# Problem description
Give every line from the entries that contains "squeaks".

# Information given
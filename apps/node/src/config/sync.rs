use serde::Deserialize;

use crate::config::P2pConfig;

/// Default number of recent blocks the node syncs squeaks for.
const DEFAULT_BLOCK_RANGE_WINDOW: u32 = 2016;

#[derive(Deserialize, Clone)]
pub struct SyncConfig {
    /// Number of recent blocks squeaks are synced and accepted for.
    #[serde(default = "default_block_range_window")]
    pub block_range_window: u32,

    /// Listen address of the peer sync RPC server. Defaults to the p2p
    /// listen host one port above the p2p port.
    #[serde(default)]
    pub listen: Option<String>,
}

fn default_block_range_window() -> u32 {
    DEFAULT_BLOCK_RANGE_WINDOW
}

impl Default for SyncConfig {
    fn default() -> Self {
        Self {
            block_range_window: default_block_range_window(),
            listen: None,
        }
    }
}

impl SyncConfig {
    pub fn listen_address(&self, p2p: &P2pConfig) -> String {
        match &self.listen {
            Some(listen) => listen.clone(),
            None => format!(
                "{}:{}",
                p2p.listen_host(),
                sqk_sync::sync_port(p2p.listen_port())
            ),
        }
    }
}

# Written solution
/// Default number of recent blocks the node syncs squeaks for.
    /// Number of recent blocks squeaks are synced and accepted for.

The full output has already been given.